Entries supplied:
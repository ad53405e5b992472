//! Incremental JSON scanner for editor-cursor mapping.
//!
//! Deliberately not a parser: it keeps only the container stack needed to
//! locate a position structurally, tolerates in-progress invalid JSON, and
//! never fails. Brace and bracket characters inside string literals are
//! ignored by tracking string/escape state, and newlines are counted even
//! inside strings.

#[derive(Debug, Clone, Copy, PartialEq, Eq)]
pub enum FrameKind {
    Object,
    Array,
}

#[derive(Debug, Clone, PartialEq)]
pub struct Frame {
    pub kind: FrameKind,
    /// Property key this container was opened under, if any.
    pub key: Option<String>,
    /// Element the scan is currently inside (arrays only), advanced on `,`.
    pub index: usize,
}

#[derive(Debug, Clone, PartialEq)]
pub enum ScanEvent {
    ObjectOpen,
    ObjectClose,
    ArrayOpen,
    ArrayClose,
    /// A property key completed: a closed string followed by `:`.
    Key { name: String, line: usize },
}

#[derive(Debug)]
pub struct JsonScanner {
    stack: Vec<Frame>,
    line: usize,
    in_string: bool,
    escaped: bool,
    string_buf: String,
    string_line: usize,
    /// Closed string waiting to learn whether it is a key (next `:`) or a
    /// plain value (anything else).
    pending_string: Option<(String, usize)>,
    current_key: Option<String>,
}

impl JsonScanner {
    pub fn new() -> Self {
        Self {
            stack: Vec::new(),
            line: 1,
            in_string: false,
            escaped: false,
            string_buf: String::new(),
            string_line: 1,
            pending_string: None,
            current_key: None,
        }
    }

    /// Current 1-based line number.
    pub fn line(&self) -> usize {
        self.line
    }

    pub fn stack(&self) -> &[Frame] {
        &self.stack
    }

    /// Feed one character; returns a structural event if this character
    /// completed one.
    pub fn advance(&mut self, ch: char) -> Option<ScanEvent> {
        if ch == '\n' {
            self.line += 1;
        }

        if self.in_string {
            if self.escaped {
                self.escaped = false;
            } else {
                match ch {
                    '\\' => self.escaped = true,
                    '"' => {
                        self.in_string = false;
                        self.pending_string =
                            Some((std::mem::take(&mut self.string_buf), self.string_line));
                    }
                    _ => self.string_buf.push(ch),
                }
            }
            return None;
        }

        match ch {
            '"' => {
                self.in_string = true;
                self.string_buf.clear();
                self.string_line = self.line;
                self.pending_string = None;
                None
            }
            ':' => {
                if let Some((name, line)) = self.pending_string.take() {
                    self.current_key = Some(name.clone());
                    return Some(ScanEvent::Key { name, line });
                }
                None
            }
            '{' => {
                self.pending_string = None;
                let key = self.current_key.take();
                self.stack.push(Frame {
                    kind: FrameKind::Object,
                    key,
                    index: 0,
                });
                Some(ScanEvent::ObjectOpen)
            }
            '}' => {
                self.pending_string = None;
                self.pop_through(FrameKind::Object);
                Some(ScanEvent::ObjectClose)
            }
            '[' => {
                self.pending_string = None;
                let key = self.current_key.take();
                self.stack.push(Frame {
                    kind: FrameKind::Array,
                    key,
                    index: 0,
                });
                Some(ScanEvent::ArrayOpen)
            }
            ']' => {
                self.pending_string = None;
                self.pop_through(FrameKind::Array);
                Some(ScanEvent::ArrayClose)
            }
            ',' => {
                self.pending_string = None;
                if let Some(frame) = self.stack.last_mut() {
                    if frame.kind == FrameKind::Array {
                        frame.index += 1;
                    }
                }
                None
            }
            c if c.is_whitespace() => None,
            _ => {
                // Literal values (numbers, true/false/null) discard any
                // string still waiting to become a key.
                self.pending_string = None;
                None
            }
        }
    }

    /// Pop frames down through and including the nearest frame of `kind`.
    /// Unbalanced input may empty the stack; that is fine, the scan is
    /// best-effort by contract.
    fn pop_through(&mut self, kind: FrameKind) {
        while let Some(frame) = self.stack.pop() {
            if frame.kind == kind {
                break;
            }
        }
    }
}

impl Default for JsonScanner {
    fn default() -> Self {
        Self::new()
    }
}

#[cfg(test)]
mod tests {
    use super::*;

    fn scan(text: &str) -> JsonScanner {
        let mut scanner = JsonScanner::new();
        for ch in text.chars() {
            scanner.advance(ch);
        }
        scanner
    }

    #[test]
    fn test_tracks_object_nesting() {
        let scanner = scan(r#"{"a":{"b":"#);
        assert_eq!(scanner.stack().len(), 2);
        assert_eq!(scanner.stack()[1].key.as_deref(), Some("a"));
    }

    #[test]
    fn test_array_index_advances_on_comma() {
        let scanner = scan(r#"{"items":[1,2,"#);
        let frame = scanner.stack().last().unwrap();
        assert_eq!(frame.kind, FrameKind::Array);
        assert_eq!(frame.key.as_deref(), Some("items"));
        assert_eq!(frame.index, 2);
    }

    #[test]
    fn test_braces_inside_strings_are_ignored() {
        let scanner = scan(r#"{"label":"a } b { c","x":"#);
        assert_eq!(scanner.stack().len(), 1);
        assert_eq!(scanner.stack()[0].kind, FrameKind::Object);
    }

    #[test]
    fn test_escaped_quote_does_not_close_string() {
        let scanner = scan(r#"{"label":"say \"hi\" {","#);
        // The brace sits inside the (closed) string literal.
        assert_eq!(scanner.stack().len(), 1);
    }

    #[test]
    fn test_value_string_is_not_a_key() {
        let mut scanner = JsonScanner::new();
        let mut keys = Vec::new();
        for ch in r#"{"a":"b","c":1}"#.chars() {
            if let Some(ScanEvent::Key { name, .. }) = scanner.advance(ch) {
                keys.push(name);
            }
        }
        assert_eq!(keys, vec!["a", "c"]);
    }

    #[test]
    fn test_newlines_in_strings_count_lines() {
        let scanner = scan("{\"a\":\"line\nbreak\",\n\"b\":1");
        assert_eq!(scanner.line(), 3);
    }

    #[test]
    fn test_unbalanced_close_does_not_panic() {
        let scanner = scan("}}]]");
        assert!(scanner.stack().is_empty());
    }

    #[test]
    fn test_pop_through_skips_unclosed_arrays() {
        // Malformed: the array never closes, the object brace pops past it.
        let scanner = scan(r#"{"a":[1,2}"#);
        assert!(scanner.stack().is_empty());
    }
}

* * *

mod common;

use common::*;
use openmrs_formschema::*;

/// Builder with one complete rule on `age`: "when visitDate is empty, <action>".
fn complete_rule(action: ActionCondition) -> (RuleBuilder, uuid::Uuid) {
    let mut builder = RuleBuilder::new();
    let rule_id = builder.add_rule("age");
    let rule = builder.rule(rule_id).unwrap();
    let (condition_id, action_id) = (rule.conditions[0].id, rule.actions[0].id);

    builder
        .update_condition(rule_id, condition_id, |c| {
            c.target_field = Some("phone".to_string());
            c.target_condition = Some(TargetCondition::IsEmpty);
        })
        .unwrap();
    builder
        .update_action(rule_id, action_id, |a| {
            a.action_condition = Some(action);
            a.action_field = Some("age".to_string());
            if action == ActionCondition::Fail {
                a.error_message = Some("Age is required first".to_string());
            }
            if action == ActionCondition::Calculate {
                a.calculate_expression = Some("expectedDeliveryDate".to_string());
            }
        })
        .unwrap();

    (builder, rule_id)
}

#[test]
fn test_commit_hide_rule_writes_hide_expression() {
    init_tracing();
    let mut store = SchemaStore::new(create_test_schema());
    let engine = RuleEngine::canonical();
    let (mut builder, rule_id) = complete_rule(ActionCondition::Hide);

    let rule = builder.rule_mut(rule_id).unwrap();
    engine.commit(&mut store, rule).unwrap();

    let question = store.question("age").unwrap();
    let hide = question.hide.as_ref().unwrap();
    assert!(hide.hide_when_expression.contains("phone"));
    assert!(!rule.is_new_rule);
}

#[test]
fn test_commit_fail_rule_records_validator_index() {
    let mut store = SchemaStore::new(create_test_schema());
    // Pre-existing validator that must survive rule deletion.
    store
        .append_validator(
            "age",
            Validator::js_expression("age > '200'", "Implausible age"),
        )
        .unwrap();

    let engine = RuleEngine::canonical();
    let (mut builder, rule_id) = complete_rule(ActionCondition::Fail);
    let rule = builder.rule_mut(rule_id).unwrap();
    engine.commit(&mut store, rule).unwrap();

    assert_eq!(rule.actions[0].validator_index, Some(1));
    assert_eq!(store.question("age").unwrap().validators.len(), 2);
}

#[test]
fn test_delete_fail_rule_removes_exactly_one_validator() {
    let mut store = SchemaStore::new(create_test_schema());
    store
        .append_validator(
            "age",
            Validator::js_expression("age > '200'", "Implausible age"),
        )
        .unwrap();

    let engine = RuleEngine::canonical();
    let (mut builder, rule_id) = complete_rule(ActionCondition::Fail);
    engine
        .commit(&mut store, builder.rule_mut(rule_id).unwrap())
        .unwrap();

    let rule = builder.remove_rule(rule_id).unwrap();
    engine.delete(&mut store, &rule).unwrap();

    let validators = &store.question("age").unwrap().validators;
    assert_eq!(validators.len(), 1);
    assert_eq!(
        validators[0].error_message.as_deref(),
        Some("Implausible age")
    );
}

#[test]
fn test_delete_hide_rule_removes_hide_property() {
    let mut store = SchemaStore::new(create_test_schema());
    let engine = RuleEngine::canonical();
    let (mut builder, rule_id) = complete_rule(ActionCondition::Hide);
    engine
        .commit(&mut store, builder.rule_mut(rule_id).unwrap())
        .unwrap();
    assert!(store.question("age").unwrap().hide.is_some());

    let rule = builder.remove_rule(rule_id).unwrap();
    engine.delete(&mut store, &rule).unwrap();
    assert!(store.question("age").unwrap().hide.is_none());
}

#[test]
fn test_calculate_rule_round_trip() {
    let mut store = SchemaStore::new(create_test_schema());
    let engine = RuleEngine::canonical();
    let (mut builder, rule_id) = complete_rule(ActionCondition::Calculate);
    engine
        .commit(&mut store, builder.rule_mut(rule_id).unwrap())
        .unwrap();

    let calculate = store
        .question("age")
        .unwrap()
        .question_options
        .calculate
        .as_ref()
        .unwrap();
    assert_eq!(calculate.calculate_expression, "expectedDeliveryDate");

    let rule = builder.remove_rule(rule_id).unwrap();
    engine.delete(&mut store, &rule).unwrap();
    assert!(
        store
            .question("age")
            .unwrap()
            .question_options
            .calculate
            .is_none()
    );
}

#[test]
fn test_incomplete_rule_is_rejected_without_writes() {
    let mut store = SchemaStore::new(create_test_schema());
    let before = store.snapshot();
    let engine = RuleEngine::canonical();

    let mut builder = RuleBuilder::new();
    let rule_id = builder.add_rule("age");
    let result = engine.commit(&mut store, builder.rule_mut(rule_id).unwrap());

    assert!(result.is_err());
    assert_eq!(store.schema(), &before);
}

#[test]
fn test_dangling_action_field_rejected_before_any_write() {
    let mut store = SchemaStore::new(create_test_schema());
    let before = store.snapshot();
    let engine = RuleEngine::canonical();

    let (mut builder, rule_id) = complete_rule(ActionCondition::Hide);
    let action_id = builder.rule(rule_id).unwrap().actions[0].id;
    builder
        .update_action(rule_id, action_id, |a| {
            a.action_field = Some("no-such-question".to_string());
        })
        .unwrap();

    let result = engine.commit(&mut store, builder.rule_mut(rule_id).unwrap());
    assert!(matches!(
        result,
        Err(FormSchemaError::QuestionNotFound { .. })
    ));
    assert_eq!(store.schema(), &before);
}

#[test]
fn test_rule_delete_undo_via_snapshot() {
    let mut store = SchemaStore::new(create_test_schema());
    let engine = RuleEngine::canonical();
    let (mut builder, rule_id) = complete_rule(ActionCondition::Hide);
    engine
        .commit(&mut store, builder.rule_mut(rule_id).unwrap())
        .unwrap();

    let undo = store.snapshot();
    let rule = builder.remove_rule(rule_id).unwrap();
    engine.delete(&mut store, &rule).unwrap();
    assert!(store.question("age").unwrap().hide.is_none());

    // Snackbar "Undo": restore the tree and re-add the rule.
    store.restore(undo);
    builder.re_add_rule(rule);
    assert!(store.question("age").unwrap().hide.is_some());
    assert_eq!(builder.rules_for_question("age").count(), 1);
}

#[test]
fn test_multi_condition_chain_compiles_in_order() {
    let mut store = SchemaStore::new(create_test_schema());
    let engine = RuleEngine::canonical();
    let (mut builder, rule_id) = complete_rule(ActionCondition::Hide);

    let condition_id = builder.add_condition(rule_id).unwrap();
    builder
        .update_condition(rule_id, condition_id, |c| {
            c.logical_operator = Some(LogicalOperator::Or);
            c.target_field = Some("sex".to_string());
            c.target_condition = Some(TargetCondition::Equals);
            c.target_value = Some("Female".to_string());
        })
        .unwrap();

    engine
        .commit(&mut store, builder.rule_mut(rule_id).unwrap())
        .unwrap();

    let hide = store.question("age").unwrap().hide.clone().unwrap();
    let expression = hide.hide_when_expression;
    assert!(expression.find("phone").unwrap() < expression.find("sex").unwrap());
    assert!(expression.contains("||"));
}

What to produce:
Pull every line containing "derive" from the data.

Exercise result:
#[derive(Debug, Clone, Copy, PartialEq, Eq)]
#[derive(Debug, Clone, PartialEq)]
#[derive(Debug, Clone, PartialEq)]
#[derive(Debug)]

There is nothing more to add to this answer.